§ Exercise goal:
Report each line of the listing that carries the word "directory".

§ Records supplied:

-=-=-=-=-

pub mod context;
pub mod engine;
pub mod lock;
pub mod result;

pub use context::ExecutionContext;
pub use engine::{cache_usage, check_cache_dir, empty_dir, CacheUsage, PurgeEngine};
pub use lock::PurgeLock;
pub use result::{PurgeResult, PurgeStats};
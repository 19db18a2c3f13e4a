use std::path::Path;

/// Paths that must NEVER be emptied, whatever NGINX_CACHE_PATH says.
/// A typo in the environment must not turn a cache purge into `rm -rf /etc/*`.
const PROTECTED_PATHS: &[&str] = &[
    "/",
    "/bin",
    "/boot",
    "/dev",
    "/etc",
    "/home",
    "/lib",
    "/lib64",
    "/opt",
    "/proc",
    "/root",
    "/run",
    "/sbin",
    "/srv",
    "/sys",
    "/tmp",
    "/usr",
    "/var",
    "/var/cache",
    "/var/lib",
    "/var/log",
    "/var/run",
    "/var/www",
];

/// Check if a path is protected and must never be purged.
///
/// Both the path as given and its canonical form are checked, so
/// `/var/run/../run/` is caught too.
pub fn is_protected(path: &Path) -> bool {
    if matches_protected(path) {
        return true;
    }
    match std::fs::canonicalize(path) {
        Ok(canonical) => matches_protected(&canonical),
        Err(_) => false,
    }
}

fn matches_protected(path: &Path) -> bool {
    // Path equality is component-wise, so trailing slashes don't matter
    if PROTECTED_PATHS.iter().any(|p| path == Path::new(p)) {
        return true;
    }

    if let Some(home) = dirs::home_dir() {
        if path == home {
            return true;
        }
    }

    false
}
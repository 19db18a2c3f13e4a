use anyhow::{Context, Result};
use sha2::{Digest, Sha256};
use std::collections::HashMap;
use std::path::{Path, PathBuf};
use std::sync::{Mutex, PoisonError};

use super::{Notice, NoticeSink};
use crate::common::config::Config;

/// Notices held in process memory
#[derive(Debug, Default)]
pub struct MemoryNoticeStore {
    entries: Mutex<HashMap<String, Notice>>,
}

impl MemoryNoticeStore {
    pub fn new() -> Self {
        Self::default()
    }
}

impl NoticeSink for MemoryNoticeStore {
    fn set(&self, session: &str, notice: Notice) -> Result<()> {
        self.entries
            .lock()
            .unwrap_or_else(PoisonError::into_inner)
            .insert(session.to_string(), notice);
        Ok(())
    }

    fn take(&self, session: &str) -> Result<Option<Notice>> {
        let notice = self
            .entries
            .lock()
            .unwrap_or_else(PoisonError::into_inner)
            .remove(session);
        Ok(notice.filter(|n| !n.is_expired()))
    }
}

/// Notices stored as one JSON file per session, so the CLI process that
/// purges and the one that renders can differ.
#[derive(Debug, Clone)]
pub struct FileNoticeStore {
    dir: PathBuf,
}

impl FileNoticeStore {
    pub fn new(dir: impl Into<PathBuf>) -> Self {
        Self { dir: dir.into() }
    }

    /// Store under the data directory's `notices/`
    pub fn default_location() -> Self {
        Self::new(Config::notices_dir())
    }

    pub fn dir(&self) -> &Path {
        &self.dir
    }

    /// Session ids are hashed so they never escape the notices directory
    fn entry_path(&self, session: &str) -> PathBuf {
        let mut hasher = Sha256::new();
        hasher.update(session.as_bytes());
        let digest = format!("{:x}", hasher.finalize());
        self.dir.join(format!("{}.json", &digest[..16]))
    }

    /// Delete notices whose TTL has passed, returning how many went
    pub fn sweep_expired(&self) -> usize {
        let entries = match std::fs::read_dir(&self.dir) {
            Ok(entries) => entries,
            Err(_) => return 0,
        };

        let mut removed = 0;
        for entry in entries.flatten() {
            let path = entry.path();
            if path.extension().and_then(|e| e.to_str()) != Some("json") {
                continue;
            }
            let expired = std::fs::read_to_string(&path)
                .ok()
                .and_then(|c| serde_json::from_str::<Notice>(&c).ok())
                .map(|n| n.is_expired())
                .unwrap_or(false);
            if !expired {
                continue;
            }
            match std::fs::remove_file(&path) {
                Ok(()) => removed += 1,
                Err(e) => tracing::debug!("Failed to sweep notice {}: {}", path.display(), e),
            }
        }
        removed
    }
}

impl NoticeSink for FileNoticeStore {
    fn set(&self, session: &str, notice: Notice) -> Result<()> {
        std::fs::create_dir_all(&self.dir)
            .with_context(|| format!("Failed to create notices dir: {}", self.dir.display()))?;
        let swept = self.sweep_expired();
        if swept > 0 {
            tracing::debug!("Swept {} expired notices from {}", swept, self.dir.display());
        }

        let path = self.entry_path(session);
        let json = serde_json::to_string(&notice).context("Failed to serialize notice")?;
        std::fs::write(&path, json)
            .with_context(|| format!("Failed to write notice: {}", path.display()))?;
        Ok(())
    }

    fn take(&self, session: &str) -> Result<Option<Notice>> {
        let path = self.entry_path(session);
        let contents = match std::fs::read_to_string(&path) {
            Ok(c) => c,
            Err(e) if e.kind() == std::io::ErrorKind::NotFound => return Ok(None),
            Err(e) => {
                return Err(e).with_context(|| format!("Failed to read notice: {}", path.display()))
            }
        };

        // Read-once: the entry goes away even if it turns out to be expired or corrupt
        std::fs::remove_file(&path)
            .with_context(|| format!("Failed to clear notice: {}", path.display()))?;

        match serde_json::from_str::<Notice>(&contents) {
            Ok(notice) if !notice.is_expired() => Ok(Some(notice)),
            Ok(_) => Ok(None),
            Err(e) => {
                tracing::warn!("Discarding unreadable notice {}: {}", path.display(), e);
                Ok(None)
            }
        }
    }
}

-=-=-=-=-

§ Solution:
    /// Store under the data directory's `notices/`
    /// Session ids are hashed so they never escape the notices directory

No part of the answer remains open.